• [Listed entries]

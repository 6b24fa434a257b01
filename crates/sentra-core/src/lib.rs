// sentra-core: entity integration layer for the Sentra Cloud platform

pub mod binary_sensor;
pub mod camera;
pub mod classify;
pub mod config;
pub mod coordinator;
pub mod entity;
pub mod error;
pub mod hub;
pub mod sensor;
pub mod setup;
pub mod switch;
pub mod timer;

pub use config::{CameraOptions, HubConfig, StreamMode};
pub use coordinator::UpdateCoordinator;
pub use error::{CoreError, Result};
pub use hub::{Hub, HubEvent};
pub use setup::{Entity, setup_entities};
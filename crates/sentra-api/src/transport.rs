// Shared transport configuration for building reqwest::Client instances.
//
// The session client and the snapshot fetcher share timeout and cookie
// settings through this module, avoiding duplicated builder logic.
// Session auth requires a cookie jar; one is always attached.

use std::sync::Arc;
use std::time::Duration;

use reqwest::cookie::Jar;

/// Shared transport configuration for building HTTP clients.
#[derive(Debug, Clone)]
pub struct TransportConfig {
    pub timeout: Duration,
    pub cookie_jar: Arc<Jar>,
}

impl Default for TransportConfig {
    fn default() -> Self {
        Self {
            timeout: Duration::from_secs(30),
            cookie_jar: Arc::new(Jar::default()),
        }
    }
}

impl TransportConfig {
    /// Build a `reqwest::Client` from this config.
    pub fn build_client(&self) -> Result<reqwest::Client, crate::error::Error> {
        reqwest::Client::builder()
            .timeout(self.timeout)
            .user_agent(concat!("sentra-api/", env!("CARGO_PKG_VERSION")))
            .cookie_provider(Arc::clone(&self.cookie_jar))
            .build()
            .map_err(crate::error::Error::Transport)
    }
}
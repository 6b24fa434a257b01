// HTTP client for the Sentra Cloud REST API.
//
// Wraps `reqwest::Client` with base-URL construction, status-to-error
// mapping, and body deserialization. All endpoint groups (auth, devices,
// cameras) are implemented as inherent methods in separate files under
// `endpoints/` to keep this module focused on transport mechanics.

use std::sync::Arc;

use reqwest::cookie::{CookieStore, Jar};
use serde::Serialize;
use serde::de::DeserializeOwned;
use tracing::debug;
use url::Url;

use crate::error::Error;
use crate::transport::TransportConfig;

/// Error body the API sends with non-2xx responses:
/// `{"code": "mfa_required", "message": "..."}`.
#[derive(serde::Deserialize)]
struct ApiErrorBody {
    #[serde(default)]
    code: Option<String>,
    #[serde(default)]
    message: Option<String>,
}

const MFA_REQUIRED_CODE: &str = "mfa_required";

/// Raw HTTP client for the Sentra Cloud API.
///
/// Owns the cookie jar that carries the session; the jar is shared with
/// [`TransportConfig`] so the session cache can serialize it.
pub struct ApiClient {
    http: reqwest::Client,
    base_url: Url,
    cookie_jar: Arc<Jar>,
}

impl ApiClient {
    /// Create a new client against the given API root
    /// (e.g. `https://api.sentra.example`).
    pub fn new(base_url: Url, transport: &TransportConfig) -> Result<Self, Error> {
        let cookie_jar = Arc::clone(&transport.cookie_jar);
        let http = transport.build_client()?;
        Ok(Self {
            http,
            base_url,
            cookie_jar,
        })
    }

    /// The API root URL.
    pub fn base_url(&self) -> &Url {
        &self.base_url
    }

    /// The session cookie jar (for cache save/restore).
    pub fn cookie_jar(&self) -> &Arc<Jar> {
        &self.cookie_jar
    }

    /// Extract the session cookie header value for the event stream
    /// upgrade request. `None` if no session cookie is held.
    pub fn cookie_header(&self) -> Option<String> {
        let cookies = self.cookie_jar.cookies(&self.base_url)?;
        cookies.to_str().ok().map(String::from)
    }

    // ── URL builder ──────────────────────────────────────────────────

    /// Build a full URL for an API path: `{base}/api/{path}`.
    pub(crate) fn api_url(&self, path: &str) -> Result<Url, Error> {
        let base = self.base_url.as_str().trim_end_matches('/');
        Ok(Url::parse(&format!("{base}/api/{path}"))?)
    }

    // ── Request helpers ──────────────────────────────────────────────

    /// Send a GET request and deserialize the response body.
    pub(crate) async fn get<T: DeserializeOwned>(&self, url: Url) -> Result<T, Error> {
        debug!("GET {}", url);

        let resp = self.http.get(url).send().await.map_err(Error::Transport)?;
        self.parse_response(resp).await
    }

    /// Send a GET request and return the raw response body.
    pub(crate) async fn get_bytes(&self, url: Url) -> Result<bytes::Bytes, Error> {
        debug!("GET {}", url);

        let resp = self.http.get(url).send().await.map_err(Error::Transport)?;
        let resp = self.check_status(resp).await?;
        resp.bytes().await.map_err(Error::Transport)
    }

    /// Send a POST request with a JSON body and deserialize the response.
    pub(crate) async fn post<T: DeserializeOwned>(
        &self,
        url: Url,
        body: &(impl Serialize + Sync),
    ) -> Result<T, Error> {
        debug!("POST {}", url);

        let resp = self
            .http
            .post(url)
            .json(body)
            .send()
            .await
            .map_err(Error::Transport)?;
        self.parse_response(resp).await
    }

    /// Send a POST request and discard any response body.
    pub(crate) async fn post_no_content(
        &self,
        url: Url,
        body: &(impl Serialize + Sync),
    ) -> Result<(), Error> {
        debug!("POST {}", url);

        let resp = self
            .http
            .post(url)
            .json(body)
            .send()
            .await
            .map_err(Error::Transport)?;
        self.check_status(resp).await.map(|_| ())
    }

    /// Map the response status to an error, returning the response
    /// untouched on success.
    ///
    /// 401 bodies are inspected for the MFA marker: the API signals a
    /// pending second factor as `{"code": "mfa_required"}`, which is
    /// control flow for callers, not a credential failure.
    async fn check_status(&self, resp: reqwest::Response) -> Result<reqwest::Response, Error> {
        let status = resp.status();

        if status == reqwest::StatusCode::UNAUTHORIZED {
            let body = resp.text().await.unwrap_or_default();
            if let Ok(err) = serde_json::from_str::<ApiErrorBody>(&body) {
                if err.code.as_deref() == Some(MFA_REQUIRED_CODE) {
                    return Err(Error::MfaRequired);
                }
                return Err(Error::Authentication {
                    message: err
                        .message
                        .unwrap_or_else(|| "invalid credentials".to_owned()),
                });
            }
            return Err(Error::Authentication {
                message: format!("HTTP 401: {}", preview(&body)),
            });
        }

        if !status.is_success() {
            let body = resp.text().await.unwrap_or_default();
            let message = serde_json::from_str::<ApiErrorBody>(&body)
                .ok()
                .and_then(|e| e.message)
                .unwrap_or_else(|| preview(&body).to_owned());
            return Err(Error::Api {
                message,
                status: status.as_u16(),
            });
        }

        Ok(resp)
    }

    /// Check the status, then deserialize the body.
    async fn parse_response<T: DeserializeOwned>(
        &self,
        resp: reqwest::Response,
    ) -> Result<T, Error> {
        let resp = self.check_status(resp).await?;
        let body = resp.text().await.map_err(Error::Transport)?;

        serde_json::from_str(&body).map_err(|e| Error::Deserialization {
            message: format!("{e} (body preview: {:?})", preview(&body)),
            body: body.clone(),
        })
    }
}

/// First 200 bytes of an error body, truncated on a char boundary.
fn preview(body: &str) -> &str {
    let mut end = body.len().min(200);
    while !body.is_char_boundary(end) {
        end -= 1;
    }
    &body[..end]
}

• [Task details] Transcribe the entire listing above exactly.

• [Answer to this task]
repository 6b24fa434a257b01
filename crates/sentra-core/src/lib.rs
// sentra-core: entity integration layer for the Sentra Cloud platform

pub mod binary_sensor;
pub mod camera;
pub mod classify;
pub mod config;
pub mod coordinator;
pub mod entity;
pub mod error;
pub mod hub;
pub mod sensor;
pub mod setup;
pub mod switch;
pub mod timer;

pub use config::{CameraOptions, HubConfig, StreamMode};
pub use coordinator::UpdateCoordinator;
pub use error::{CoreError, Result};
pub use hub::{Hub, HubEvent};
pub use setup::{Entity, setup_entities};
filename crates/sentra-api/src/transport.rs
// Shared transport configuration for building reqwest::Client instances.
//
// The session client and the snapshot fetcher share timeout and cookie
// settings through this module, avoiding duplicated builder logic.
// Session auth requires a cookie jar; one is always attached.

use std::sync::Arc;
use std::time::Duration;

use reqwest::cookie::Jar;

/// Shared transport configuration for building HTTP clients.
#[derive(Debug, Clone)]
pub struct TransportConfig {
    pub timeout: Duration,
    pub cookie_jar: Arc<Jar>,
}

impl Default for TransportConfig {
    fn default() -> Self {
        Self {
            timeout: Duration::from_secs(30),
            cookie_jar: Arc::new(Jar::default()),
        }
    }
}

impl TransportConfig {
    /// Build a `reqwest::Client` from this config.
    pub fn build_client(&self) -> Result<reqwest::Client, crate::error::Error> {
        reqwest::Client::builder()
            .timeout(self.timeout)
            .user_agent(concat!("sentra-api/", env!("CARGO_PKG_VERSION")))
            .cookie_provider(Arc::clone(&self.cookie_jar))
            .build()
            .map_err(crate::error::Error::Transport)
    }
}
repository 6b24fa434a257b01
// HTTP client for the Sentra Cloud REST API.
//
// Wraps `reqwest::Client` with base-URL construction, status-to-error
// mapping, and body deserialization. All endpoint groups (auth, devices,
// cameras) are implemented as inherent methods in separate files under
// `endpoints/` to keep this module focused on transport mechanics.

use std::sync::Arc;

use reqwest::cookie::{CookieStore, Jar};
use serde::Serialize;
use serde::de::DeserializeOwned;
use tracing::debug;
use url::Url;

use crate::error::Error;
use crate::transport::TransportConfig;

/// Error body the API sends with non-2xx responses:
/// `{"code": "mfa_required", "message": "..."}`.
#[derive(serde::Deserialize)]
struct ApiErrorBody {
    #[serde(default)]
    code: Option<String>,
    #[serde(default)]
    message: Option<String>,
}

const MFA_REQUIRED_CODE: &str = "mfa_required";

/// Raw HTTP client for the Sentra Cloud API.
///
/// Owns the cookie jar that carries the session; the jar is shared with
/// [`TransportConfig`] so the session cache can serialize it.
pub struct ApiClient {
    http: reqwest::Client,
    base_url: Url,
    cookie_jar: Arc<Jar>,
}

impl ApiClient {
    /// Create a new client against the given API root
    /// (e.g. `https://api.sentra.example`).
    pub fn new(base_url: Url, transport: &TransportConfig) -> Result<Self, Error> {
        let cookie_jar = Arc::clone(&transport.cookie_jar);
        let http = transport.build_client()?;
        Ok(Self {
            http,
            base_url,
            cookie_jar,
        })
    }

    /// The API root URL.
    pub fn base_url(&self) -> &Url {
        &self.base_url
    }

    /// The session cookie jar (for cache save/restore).
    pub fn cookie_jar(&self) -> &Arc<Jar> {
        &self.cookie_jar
    }

    /// Extract the session cookie header value for the event stream
    /// upgrade request. `None` if no session cookie is held.
    pub fn cookie_header(&self) -> Option<String> {
        let cookies = self.cookie_jar.cookies(&self.base_url)?;
        cookies.to_str().ok().map(String::from)
    }

    // ── URL builder ──────────────────────────────────────────────────

    /// Build a full URL for an API path: `{base}/api/{path}`.
    pub(crate) fn api_url(&self, path: &str) -> Result<Url, Error> {
        let base = self.base_url.as_str().trim_end_matches('/');
        Ok(Url::parse(&format!("{base}/api/{path}"))?)
    }

    // ── Request helpers ──────────────────────────────────────────────

    /// Send a GET request and deserialize the response body.
    pub(crate) async fn get<T: DeserializeOwned>(&self, url: Url) -> Result<T, Error> {
        debug!("GET {}", url);

        let resp = self.http.get(url).send().await.map_err(Error::Transport)?;
        self.parse_response(resp).await
    }

    /// Send a GET request and return the raw response body.
    pub(crate) async fn get_bytes(&self, url: Url) -> Result<bytes::Bytes, Error> {
        debug!("GET {}", url);

        let resp = self.http.get(url).send().await.map_err(Error::Transport)?;
        let resp = self.check_status(resp).await?;
        resp.bytes().await.map_err(Error::Transport)
    }

    /// Send a POST request with a JSON body and deserialize the response.
    pub(crate) async fn post<T: DeserializeOwned>(
        &self,
        url: Url,
        body: &(impl Serialize + Sync),
    ) -> Result<T, Error> {
        debug!("POST {}", url);

        let resp = self
            .http
            .post(url)
            .json(body)
            .send()
            .await
            .map_err(Error::Transport)?;
        self.parse_response(resp).await
    }

    /// Send a POST request and discard any response body.
    pub(crate) async fn post_no_content(
        &self,
        url: Url,
        body: &(impl Serialize + Sync),
    ) -> Result<(), Error> {
        debug!("POST {}", url);

        let resp = self
            .http
            .post(url)
            .json(body)
            .send()
            .await
            .map_err(Error::Transport)?;
        self.check_status(resp).await.map(|_| ())
    }

    /// Map the response status to an error, returning the response
    /// untouched on success.
    ///
    /// 401 bodies are inspected for the MFA marker: the API signals a
    /// pending second factor as `{"code": "mfa_required"}`, which is
    /// control flow for callers, not a credential failure.
    async fn check_status(&self, resp: reqwest::Response) -> Result<reqwest::Response, Error> {
        let status = resp.status();

        if status == reqwest::StatusCode::UNAUTHORIZED {
            let body = resp.text().await.unwrap_or_default();
            if let Ok(err) = serde_json::from_str::<ApiErrorBody>(&body) {
                if err.code.as_deref() == Some(MFA_REQUIRED_CODE) {
                    return Err(Error::MfaRequired);
                }
                return Err(Error::Authentication {
                    message: err
                        .message
                        .unwrap_or_else(|| "invalid credentials".to_owned()),
                });
            }
            return Err(Error::Authentication {
                message: format!("HTTP 401: {}", preview(&body)),
            });
        }

        if !status.is_success() {
            let body = resp.text().await.unwrap_or_default();
            let message = serde_json::from_str::<ApiErrorBody>(&body)
                .ok()
                .and_then(|e| e.message)
                .unwrap_or_else(|| preview(&body).to_owned());
            return Err(Error::Api {
                message,
                status: status.as_u16(),
            });
        }

        Ok(resp)
    }

    /// Check the status, then deserialize the body.
    async fn parse_response<T: DeserializeOwned>(
        &self,
        resp: reqwest::Response,
    ) -> Result<T, Error> {
        let resp = self.check_status(resp).await?;
        let body = resp.text().await.map_err(Error::Transport)?;

        serde_json::from_str(&body).map_err(|e| Error::Deserialization {
            message: format!("{e} (body preview: {:?})", preview(&body)),
            body: body.clone(),
        })
    }
}

/// First 200 bytes of an error body, truncated on a char boundary.
fn preview(body: &str) -> &str {
    let mut end = body.len().min(200);
    while !body.is_char_boundary(end) {
        end -= 1;
    }
    &body[..end]
}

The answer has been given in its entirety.